If it's a jointly authored work then, in the absence of any other agreement,
each contributor jointly owns the ENTIRE work but none can act on that
without the consent of the others.  A very, very bad place to be in without
contracts that specify who can do what.  If it's a collective work, than
each author owns that part of LambdaCore they wrote, which makes things
easier to assign, but still sticks people who want a license with contacting
every contributor.  Unfortunately, enough parts of LambdaCore have been
tinkered with by multiple authors, that I suspect it would have trouble
qualifying as a collective work, meaning ANY contributor can block its use,
and only a court could untangle it.  This is very yucky.
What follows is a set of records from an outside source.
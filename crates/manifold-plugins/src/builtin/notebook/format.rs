//! The subset of the nbformat document the handler reads.

use serde::Deserialize;
use serde_json::Value;
use thiserror::Error;

/// nbformat before 4 kept cells under `worksheets[0]`.
const WORKSHEET_FORMAT_BEFORE: u32 = 4;

pub const DEFAULT_LANGUAGE: &str = "python";

#[derive(Debug, Error)]
pub enum NotebookFormatError {
    #[error("Notebook does not contain any content.")]
    Empty,
    #[error("Notebook is missing the 'metadata' field")]
    MissingMetadata,
    #[error("Notebook is missing the 'cells' field")]
    MissingCells,
    #[error("Notebook format fields are missing or malformed")]
    MissingFormat,
    #[error("{0}")]
    Json(#[from] serde_json::Error),
}

#[derive(Debug, Clone, Deserialize)]
pub struct Notebook {
    #[serde(rename = "nbformat")]
    pub format_major: Option<u32>,
    #[serde(rename = "nbformat_minor")]
    pub format_minor: Option<u32>,
    pub metadata: Option<NotebookMetadata>,
    #[serde(default)]
    cells: Option<Vec<Value>>,
    #[serde(default)]
    worksheets: Option<Vec<Worksheet>>,
}

#[derive(Debug, Clone, Default, Deserialize)]
pub struct NotebookMetadata {
    #[serde(default)]
    pub authors: Vec<NotebookAuthor>,
    pub language_info: Option<LanguageInfo>,
}

#[derive(Debug, Clone, Deserialize)]
pub struct NotebookAuthor {
    pub name: Option<String>,
}

#[derive(Debug, Clone, Deserialize)]
pub struct LanguageInfo {
    pub name: Option<String>,
}

#[derive(Debug, Clone, Deserialize)]
struct Worksheet {
    cells: Option<Vec<Value>>,
}

impl Notebook {
    pub fn parse(content: &str) -> Result<Self, NotebookFormatError> {
        if content.trim().is_empty() {
            return Err(NotebookFormatError::Empty);
        }
        let nb: Option<Notebook> = serde_json::from_str(content)?;
        let nb = nb.ok_or(NotebookFormatError::Empty)?;
        if nb.metadata.is_none() {
            return Err(NotebookFormatError::MissingMetadata);
        }
        if nb.cells().is_none() {
            return Err(NotebookFormatError::MissingCells);
        }
        if nb.format_major.is_none() || nb.format_minor.is_none() {
            return Err(NotebookFormatError::MissingFormat);
        }
        Ok(nb)
    }

    pub fn cells(&self) -> Option<&[Value]> {
        let legacy = self
            .format_major
            .is_some_and(|m| m < WORKSHEET_FORMAT_BEFORE)
            .then(|| self.worksheets.as_ref()?.first()?.cells.as_deref())
            .flatten();
        legacy.or(self.cells.as_deref())
    }

    /// `major.minor`, when both are present.
    pub fn format_version(&self) -> Option<String> {
        Some(format!("{}.{}", self.format_major?, self.format_minor?))
    }

    /// Programming language named by `language_info`, `python` when absent.
    pub fn language(&self) -> &str {
        self.metadata
            .as_ref()
            .and_then(|m| m.language_info.as_ref())
            .and_then(|l| l.name.as_deref())
            .unwrap_or(DEFAULT_LANGUAGE)
    }

    pub fn author_names(&self) -> impl Iterator<Item = &str> {
        self.metadata
            .iter()
            .flat_map(|m| m.authors.iter())
            .filter_map(|a| a.name.as_deref())
            .filter(|n| !n.is_empty())
    }
}

#[cfg(test)]
mod tests {
    use super::*;

    #[test]
    fn modern_notebook() {
        let nb = Notebook::parse(
            r#"{"nbformat": 4, "nbformat_minor": 5, "cells": [{}],
                "metadata": {"authors": [{"name": "Ada"}, {"name": ""}], "language_info": {"name": "R"}}}"#,
        )
        .unwrap();
        assert_eq!(nb.format_version().as_deref(), Some("4.5"));
        assert_eq!(nb.language(), "R");
        assert_eq!(nb.author_names().collect::<Vec<_>>(), vec!["Ada"]);
        assert_eq!(nb.cells().map(<[Value]>::len), Some(1));
    }

    #[test]
    fn legacy_cells_live_in_the_first_worksheet() {
        let nb = Notebook::parse(
            r#"{"nbformat": 3, "nbformat_minor": 0, "metadata": {}, "worksheets": [{"cells": [{}, {}]}]}"#,
        )
        .unwrap();
        assert_eq!(nb.cells().map(<[Value]>::len), Some(2));
        assert_eq!(nb.language(), DEFAULT_LANGUAGE);
    }

    #[test]
    fn structural_errors() {
        let err = |s: &str| Notebook::parse(s).unwrap_err().to_string();
        assert_eq!(err("null"), "Notebook does not contain any content.");
        assert_eq!(err(r#"{"nbformat": 4, "nbformat_minor": 2, "cells": []}"#), "Notebook is missing the 'metadata' field");
        assert_eq!(err(r#"{"nbformat": 4, "nbformat_minor": 2, "metadata": {}}"#), "Notebook is missing the 'cells' field");
        assert_eq!(err(r#"{"metadata": {}, "cells": []}"#), "Notebook format fields are missing or malformed");
        assert!(Notebook::parse("{ nope").is_err());
    }
}
//! External language plugins.
//!
//! A `LanguagePlugin` is the minimal surface a third-party language has to
//! provide: index the files of a workflow, read its metadata and optionally
//! validate it and render its graph. `PluginLanguageHandler` adapts a plugin
//! to the full `LanguageHandler` capability set so the registry dispatches to
//! it like any built-in language.
//!
//! Plugins are compiled against `PLUGIN_INTERFACE_VERSION`; the registry
//! refuses a plugin reporting any other version.

use std::cell::RefCell;
use std::collections::BTreeMap;

use regex::Regex;
use thiserror::Error;
use tracing::{debug, warn};

use manifold_core::config::ResolverConfig;
use manifold_core::context::ResolutionContext;
use manifold_core::dag::WorkflowGraph;
use manifold_core::fileset::{FileType, ResolvedFileSet};
use manifold_core::filetree::FileTree;
use manifold_core::metadata::DescriptorMetadata;
use manifold_core::path::normalize;
use manifold_core::validation::{ValidationKind, ValidationResult};
use manifold_core::{ManifoldError, ManifoldResult};

use crate::handler::{LanguageHandler, LanguageKey};
use crate::spec::HandlerSpec;

pub const PLUGIN_INTERFACE_VERSION: u32 = 1;

#[derive(Debug, Error)]
pub enum PluginError {
    #[error("plugin '{plugin}' failed: {message}")]
    Failed { plugin: String, message: String },

    #[error("plugin '{plugin}' targets interface version {found}, host provides {expected}")]
    InterfaceMismatch {
        plugin: String,
        found: u32,
        expected: u32,
    },

    #[error("plugin '{plugin}' has an invalid initial path pattern: {source}")]
    BadPattern {
        plugin: String,
        #[source]
        source: regex::Error,
    },

    #[error(transparent)]
    Core(#[from] ManifoldError),
}

impl From<PluginError> for ManifoldError {
    fn from(e: PluginError) -> Self {
        match e {
            PluginError::Core(inner) => inner,
            other => ManifoldError::Plugin(other.to_string()),
        }
    }
}

/// Role of an indexed file as reported by a plugin.
#[derive(Debug, Clone, Copy, PartialEq, Eq)]
pub enum GenericFileType {
    ImportedDescriptor,
    TestParameterFile,
    Containerfile,
}

impl From<GenericFileType> for FileType {
    fn from(t: GenericFileType) -> Self {
        match t {
            GenericFileType::ImportedDescriptor => FileType::SecondaryDescriptor,
            GenericFileType::TestParameterFile => FileType::TestParameters,
            GenericFileType::Containerfile => FileType::ContainerFile,
        }
    }
}

impl From<FileType> for GenericFileType {
    fn from(t: FileType) -> Self {
        match t {
            FileType::TestParameters => GenericFileType::TestParameterFile,
            FileType::ContainerFile => GenericFileType::Containerfile,
            _ => GenericFileType::ImportedDescriptor,
        }
    }
}

#[derive(Debug, Clone, PartialEq, Eq)]
pub struct PluginFile {
    pub content: String,
    pub file_type: GenericFileType,
    pub language_version: Option<String>,
}

pub type IndexedFiles = BTreeMap<String, PluginFile>;

pub trait LanguagePlugin: Send + Sync {
    fn interface_version(&self) -> u32 {
        PLUGIN_INTERFACE_VERSION
    }

    fn language(&self) -> LanguageKey;

    fn name(&self) -> &str;

    fn version(&self) -> &str;

    /// Regex the primary descriptor path must match.
    fn initial_path_pattern(&self) -> &str;

    /// Every file belonging to the workflow rooted at `initial_path`, keyed
    /// by absolute path. The primary descriptor may be omitted.
    fn index_workflow_files(
        &self,
        initial_path: &str,
        content: &str,
        reader: &dyn FileTree,
    ) -> Result<IndexedFiles, PluginError>;

    fn parse_metadata(
        &self,
        initial_path: &str,
        content: &str,
        indexed: &IndexedFiles,
    ) -> Result<DescriptorMetadata, PluginError>;

    /// `None` when the plugin does not validate.
    fn validate_workflow_set(
        &self,
        _initial_path: &str,
        _content: &str,
        _indexed: &IndexedFiles,
    ) -> Option<Result<ValidationResult, PluginError>> {
        None
    }

    /// `None` when the plugin has no graph for this workflow.
    fn cytoscape_elements(
        &self,
        _initial_path: &str,
        _content: &str,
        _indexed: &IndexedFiles,
    ) -> Result<Option<WorkflowGraph>, PluginError> {
        Ok(None)
    }
}

/// Reader handed to plugins; every read goes through the call's bounds.
struct BoundedReader<'a> {
    tree: &'a dyn FileTree,
    ctx: RefCell<ResolutionContext>,
}

impl FileTree for BoundedReader<'_> {
    fn read_file(&self, path: &str) -> ManifoldResult<Option<String>> {
        self.ctx.borrow_mut().count_file()?;
        let content = self.tree.read_file(path)?;
        if let Some(c) = &content {
            self.ctx.borrow_mut().count_chars(c)?;
        }
        Ok(content)
    }

    fn list_files(&self, dir: &str) -> ManifoldResult<Vec<String>> {
        self.tree.list_files(dir)
    }
}

pub struct PluginLanguageHandler {
    plugin: Box<dyn LanguagePlugin>,
    pattern: Regex,
}

impl PluginLanguageHandler {
    pub fn new(plugin: Box<dyn LanguagePlugin>) -> Result<Self, PluginError> {
        let found = plugin.interface_version();
        if found != PLUGIN_INTERFACE_VERSION {
            return Err(PluginError::InterfaceMismatch {
                plugin: plugin.name().to_string(),
                found,
                expected: PLUGIN_INTERFACE_VERSION,
            });
        }
        let pattern = Regex::new(plugin.initial_path_pattern()).map_err(|source| PluginError::BadPattern {
            plugin: plugin.name().to_string(),
            source,
        })?;
        Ok(Self { plugin, pattern })
    }

    pub fn plugin(&self) -> &dyn LanguagePlugin {
        self.plugin.as_ref()
    }

    fn indexed_from(files: &ResolvedFileSet) -> IndexedFiles {
        files
            .secondary()
            .map(|f| {
                (
                    f.path.clone(),
                    PluginFile {
                        content: f.content.clone(),
                        file_type: f.file_type.into(),
                        language_version: None,
                    },
                )
            })
            .collect()
    }
}

impl LanguageHandler for PluginLanguageHandler {
    fn spec(&self) -> HandlerSpec {
        let key = self.plugin.language();
        HandlerSpec::new(
            format!("plugin.{}", key.language),
            self.plugin.name(),
            self.plugin.version(),
            key,
        )
        .meta("initial_path_pattern", self.plugin.initial_path_pattern())
        .meta("interface_version", PLUGIN_INTERFACE_VERSION.to_string())
        .meta("category", "external")
    }

    fn detect_validity(&self, content: &str) -> bool {
        !content.trim().is_empty()
    }

    fn resolve_imports(
        &self,
        tree: &dyn FileTree,
        root: &str,
        config: &ResolverConfig,
    ) -> ManifoldResult<ResolvedFileSet> {
        let root = normalize(root);
        if !self.pattern.is_match(&root) {
            return Err(ManifoldError::invalid_argument(format!(
                "'{root}' does not match the initial path pattern of plugin '{}'",
                self.plugin.name()
            )));
        }

        let reader = BoundedReader {
            tree,
            ctx: RefCell::new(ResolutionContext::new(config.limits.clone())),
        };
        let content = reader
            .read_file(&root)?
            .ok_or_else(|| ManifoldError::not_found(&root))?;

        let indexed = self.plugin.index_workflow_files(&root, &content, &reader)?;
        let mut set = ResolvedFileSet::new(&root, content);
        for (path, file) in indexed {
            if !set.insert_if_absent(&path, file.content, file.file_type.into()) {
                debug!(path = %path, "plugin indexed a path twice or the primary, keeping the first");
            }
        }
        set.has_local_imports = set.len() > 1;
        Ok(set)
    }

    fn extract_metadata(&self, content: &str) -> ManifoldResult<DescriptorMetadata> {
        Ok(self.plugin.parse_metadata("", content, &IndexedFiles::new())?)
    }

    fn build_graph(
        &self,
        files: &ResolvedFileSet,
        root: &str,
        _config: &ResolverConfig,
    ) -> ManifoldResult<Option<WorkflowGraph>> {
        let Some(content) = files.content(root) else {
            return Err(ManifoldError::not_found(root));
        };
        Ok(self
            .plugin
            .cytoscape_elements(root, content, &Self::indexed_from(files))?)
    }

    fn validate(&self, files: &ResolvedFileSet, primary: &str, kind: ValidationKind) -> ValidationResult {
        if kind != ValidationKind::Workflow {
            return ValidationResult::valid();
        }
        let Some(content) = files.content(primary) else {
            return ValidationResult::invalid("Unknown", "Primary descriptor file not found.");
        };
        match self
            .plugin
            .validate_workflow_set(primary, content, &Self::indexed_from(files))
        {
            None => ValidationResult::valid(),
            Some(Ok(r)) => r,
            Some(Err(e)) => {
                warn!(plugin = self.plugin.name(), error = %e, "plugin validation failed");
                ValidationResult::invalid(primary, e.to_string())
            }
        }
    }
}

#[cfg(test)]
mod tests {
    use super::*;
    use assert_matches::assert_matches;
    use manifold_core::filetree::InMemoryFileTree;

    /// Indexes every file named on a `needs <path>` line.
    struct NeedsPlugin {
        version: u32,
    }

    impl LanguagePlugin for NeedsPlugin {
        fn interface_version(&self) -> u32 {
            self.version
        }
        fn language(&self) -> LanguageKey {
            LanguageKey::new("needs")
        }
        fn name(&self) -> &str {
            "needs"
        }
        fn version(&self) -> &str {
            "0.1.0"
        }
        fn initial_path_pattern(&self) -> &str {
            r"\.needs$"
        }
        fn index_workflow_files(
            &self,
            _initial_path: &str,
            content: &str,
            reader: &dyn FileTree,
        ) -> Result<IndexedFiles, PluginError> {
            let mut out = IndexedFiles::new();
            for target in content.lines().filter_map(|l| l.strip_prefix("needs ")) {
                if let Some(c) = reader.read_file(target)? {
                    out.insert(
                        normalize(target),
                        PluginFile {
                            content: c,
                            file_type: GenericFileType::ImportedDescriptor,
                            language_version: None,
                        },
                    );
                }
            }
            Ok(out)
        }
        fn parse_metadata(
            &self,
            _initial_path: &str,
            content: &str,
            _indexed: &IndexedFiles,
        ) -> Result<DescriptorMetadata, PluginError> {
            Ok(DescriptorMetadata {
                description: content.lines().next().map(str::to_string),
                ..Default::default()
            })
        }
        fn validate_workflow_set(
            &self,
            initial_path: &str,
            content: &str,
            _indexed: &IndexedFiles,
        ) -> Option<Result<ValidationResult, PluginError>> {
            Some(Ok(if content.contains("needs") {
                ValidationResult::valid()
            } else {
                ValidationResult::invalid(initial_path, "nothing needed")
            }))
        }
    }

    fn handler() -> PluginLanguageHandler {
        PluginLanguageHandler::new(Box::new(NeedsPlugin { version: PLUGIN_INTERFACE_VERSION })).unwrap()
    }

    #[test]
    fn mismatched_interface_is_refused() {
        let err = PluginLanguageHandler::new(Box::new(NeedsPlugin { version: 99 })).err().unwrap();
        assert_matches!(err, PluginError::InterfaceMismatch { found: 99, .. });
    }

    #[test]
    fn plugin_files_become_a_resolved_set() {
        let tree = InMemoryFileTree::new()
            .with_file("/main.needs", "needs /a.txt\nneeds /gone.txt\n")
            .with_file("/a.txt", "A");
        let set = handler()
            .resolve_imports(&tree, "/main.needs", &ResolverConfig::default())
            .unwrap();
        assert_eq!(set.len(), 2);
        assert_eq!(set.get("/a.txt").unwrap().file_type, FileType::SecondaryDescriptor);
    }

    #[test]
    fn plugin_reads_are_bounded() {
        let tree = InMemoryFileTree::new()
            .with_file("/main.needs", "needs /a.txt\n")
            .with_file("/a.txt", "A");
        let mut cfg = ResolverConfig::default();
        cfg.limits.max_files = 1;
        let err = handler().resolve_imports(&tree, "/main.needs", &cfg).unwrap_err();
        assert_eq!(err.code(), "LIMIT_EXCEEDED");
    }

    #[test]
    fn root_must_match_the_pattern() {
        let tree = InMemoryFileTree::new().with_file("/main.cwl", "x");
        let err = handler()
            .resolve_imports(&tree, "/main.cwl", &ResolverConfig::default())
            .unwrap_err();
        assert_eq!(err.code(), "INVALID_ARGUMENT");
    }

    #[test]
    fn validation_delegates_for_workflows_only() {
        let set = ResolvedFileSet::new("/main.needs", "empty");
        let h = handler();
        assert!(!h.validate(&set, "/main.needs", ValidationKind::Workflow).valid);
        assert!(h.validate(&set, "/main.needs", ValidationKind::Tool).valid);
        let missing = h.validate(&set, "/other.needs", ValidationKind::Workflow);
        assert_eq!(missing.message("Unknown"), Some("Primary descriptor file not found."));
    }
}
The best thing to do, in my opinion, would be to contact all the people who
contributed, and have them agree that their contrbution to the LambdaCore is
free for public use.  Note that in many countries other than the U.S. there
is no legal way for something to become public domain except through the
aging mechanism (typically takes several decades), so you need language
like, "Author relinquishes all copyright and other rights and declares their
portions of the Work to be public domain, or in jurisdictions where such a
declaration is invalid, does declare the Work to be free for public use with
no compensation or remuneration expected or required."  Cleaning up legal
aspects after the fact is always more of a pain than dealing with it ahead
of time, but how many people thought MOO was going to become so powerful and
useful?  

>But since this topic has been kicked around more than once, 
>why don't we hear from the legal owners of LCore and find out
>what it would take to make a legal LCore with the same license
>as the server.

And there's the rub.  No matter if it's a jointly authored work or a
collective work, the "legal owners" are every person who contributed code
that is now found in LambdaCore.  The only way out is for the current
LambdaMOO wizards to set out to establish what licensing rights LambdaCore
will be under and then make it so, contacting all contributors.  My personal
goal is to see MOOs in use by every college and K12 school in North America,
with students learning by exploring knowledge spaces instead of listening to
a teacher's droning lecture.  And I want them to get the software (server
and database) for free.  I'm afraid that teachers and administrators will
not want to invest the huge time needed to develop MOO-based curricula if
they know that it could all be taken away from them by any former LambdaMOO
wizard.  That is scary.

So all I can do is beg the LambdaMOO wizards, past and present, to take on
what I admit is a difficult task, and set us free.  Please.